Keeping data vendor APIs simple

Just imagine that every time you went into a shop, you had to change your clothes, because they had a different dress code? Say your grocer would insist on only people wearing yellow, whilst your supermarket would require red clothes only.. Ok, that’s a somewhat ridiculous example, which would never happen. In practice, we can wear whatever we want (within reason), and go into whichever shop we’d like.

 

But when it comes to downloading market data, we basically end up having to “change” repeatedly. Different data vendors will usually have different APIs to access their data. So if we want to integrate a new data vendor into our financial processes, we’ll usually have to contend with a new API.

 

One way to deal with this, is to rewrite lots of your financial analysis code to accommodate changes to a different vendor API. Obviously, this approach is going to be pretty time consuming and won’t prevent you from doing the same thing later.
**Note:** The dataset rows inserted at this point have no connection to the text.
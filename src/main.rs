// Timed Playback - start audio at an exact wall-clock instant
// Counts down on a calloop event loop and fires a cued sound on target

use anyhow::{Context, Result};
use calloop::channel::Event as ChannelEvent;
use calloop::signals::{Signal, Signals};
use calloop::{EventLoop, LoopSignal};
use chrono::Local;
use std::time::Duration;

use timed_playback::{
    config::Config,
    countdown::{parse_target, Phase, ScheduledCountdown},
    error::{CountdownError, ProbeResult},
    offset::{OffsetService, TimeOffsetProbe},
    timer::{LoopTimers, TimerEvent},
    AudioPlayer, AudioTrigger, OffsetClock, SystemClock,
};

type Countdown = ScheduledCountdown<OffsetClock<SystemClock>, LoopTimers<App>, AudioTrigger>;

/// Main application state
struct App {
    countdown: Countdown,
    probe: TimeOffsetProbe,
    signal: LoopSignal,
}

impl App {
    fn on_timer(&mut self, event: TimerEvent) {
        self.countdown.on_timer(event);
    }

    fn apply_probe(&mut self, result: ProbeResult<i64>) {
        let succeeded = result.is_ok();
        self.probe.finish(result);
        if succeeded {
            self.countdown
                .clock()
                .set_offset(self.probe.offset_millis());
            self.countdown.resync();
        }
    }

    fn finished(&self) -> bool {
        match self.countdown.phase() {
            Phase::Counting | Phase::ArmedForFire => false,
            Phase::Fired => !self.countdown.trigger().is_playing(),
            Phase::Idle | Phase::Cancelled => true,
        }
    }
}

fn main() -> Result<()> {
    // Initialize logging
    tracing_subscriber::fmt()
        .with_env_filter(
            tracing_subscriber::EnvFilter::from_default_env()
                .add_directive(tracing::Level::INFO.into()),
        )
        .init();

    let target_arg = std::env::args().skip(1).collect::<Vec<_>>().join(" ");
    if target_arg.trim().is_empty() {
        anyhow::bail!("Usage: timed-playback <HH:MM | HH:MM:SS | YYYY-MM-DD HH:MM:SS>");
    }

    let config = Config::load().context("Failed to load configuration")?;
    tracing::info!("Configuration loaded: {:?}", config);

    let target = parse_target(&target_arg, Local::now())?;
    tracing::info!(target = %target, "Playback target parsed");

    let mut event_loop: EventLoop<'static, App> =
        EventLoop::try_new().context("Failed to create event loop")?;
    let handle = event_loop.handle();

    let player = AudioPlayer::new().context("Failed to open audio output")?;
    let trigger = AudioTrigger::new(player, &config.sound);
    let timers = LoopTimers::new(handle.clone(), App::on_timer);

    let mut countdown = ScheduledCountdown::new(
        OffsetClock::new(SystemClock),
        timers,
        trigger,
        config.schedule.settings(),
    );
    countdown.subscribe(|update| match update.phase {
        Phase::Counting | Phase::ArmedForFire => {
            if let Some(display) = update.display() {
                println!("Start in {}", display);
            }
        }
        Phase::Fired => println!("Playing"),
        Phase::Cancelled => println!("Cancelled"),
        Phase::Idle => {}
    });

    let mut app = App {
        countdown,
        probe: TimeOffsetProbe::new(),
        signal: event_loop.get_signal(),
    };

    if config.time_sync.enabled {
        let service = OffsetService::new();
        service.start_probe(
            config.time_sync.url.clone(),
            Duration::from_secs(config.time_sync.timeout_secs),
        );
        app.probe.begin();

        handle
            .insert_source(service.channel, |event, _, app: &mut App| {
                if let ChannelEvent::Msg(result) = event {
                    app.apply_probe(result);
                }
            })
            .map_err(|e| anyhow::anyhow!("Failed to insert offset channel: {:?}", e))?;
    }

    match app.countdown.start(target.timestamp_millis()) {
        Ok(session) => tracing::info!(session = %session, "Waiting for target"),
        Err(CountdownError::PastTarget { .. }) => {
            tracing::info!("Target time already passed, nothing to play");
            return Ok(());
        }
        Err(e) => return Err(e).context("Failed to start countdown"),
    }

    // Signal handling for graceful shutdown
    let signals = Signals::new(&[Signal::SIGINT, Signal::SIGTERM])
        .context("Failed to create signal handler for graceful shutdown")?;
    handle
        .insert_source(signals, |_signal, _metadata, app: &mut App| {
            tracing::info!("Received shutdown signal, cancelling countdown");
            app.countdown.cancel();
            app.countdown.trigger_mut().stop();
            app.signal.stop();
        })
        .map_err(|e| anyhow::anyhow!("Failed to insert signal handler: {:?}", e))?;

    tracing::info!("Event loop starting");

    event_loop
        .run(Duration::from_millis(100), &mut app, |app| {
            if app.finished() {
                app.signal.stop();
            }
        })
        .context("Event loop dispatch error")?;

    app.countdown.metrics().log_summary();
    tracing::info!("Exiting");
    Ok(())
}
Furthermore there are many instances where you’ll need to use data from many different vendors.

 

Another approach is decoupling between your data vendor APIs and your financial analysis code. In between, we can create a data vendor independent API. I’ve created my own open source version of this called findatapy (free download from GitHub). It allows you to download market data from many different data vendors using the common findatapy API. Underneath, it handles all the complexity to the various data vendor APIs, which are likely to look very different. It also handles mappings between standardised tickers, and any data vendor APIs. When your analysis code calls findatapy, no matter what the data vendor, the API “looks” the same. There’s also additional features underneath which might not be present in every data vendor API, such as the ability to thread requests and cache requests in memory. 

 

If you want to change to a different data vendor, you just need to change one keyword in findatapy, and this could be something in a configuration file. You don’t need to rewrite all your higher level analysis code, which you’d have to do, if you called data vendor APIs directly. 

 

Of course, I’m not claiming that findatapy is unique, pretty sure most funds and banks have something like this internally. This idea of abstracting away complexity is clearly not a new concept. My key point is that even if you don’t use findatapy, it is worth thinking about ways of decoupling your lower level APIs from your higher level analytics code. Having no “findatapy” like library means you’ll basically be tied to one vendor, unless you’re willing to rewrite the code every time around, when you want to change. Even if you use the same data vendor API, and it changes, it’ll be easier using a “findatapy” like library.

 

Other use cases, where we might be tempted to create a vendor independent layer include when we are using databases. Indeed, I’ve done this with my tcapy open source library, for transaction cost analysis, which needs databases to store trade/order data and also for market tick data. I’ve implemented many different adaptors so it works with many different SQL variants for trade/order data. For market data, it works with many databases suited for tick data, such as MongoDB/Arctic, kdb+/q and InfluxDB.

 

In practice, we cannot always create a vendor independent layer for every use case or in some instances, it’ll simply be too complicated and costly, so it makes sense just to use a vendor’s API, even if there’s some lock in. This can be the case, where there might be some very specific vendor features too. However, in the case of fetching/downloading data, having a vendor independent layer does make sense.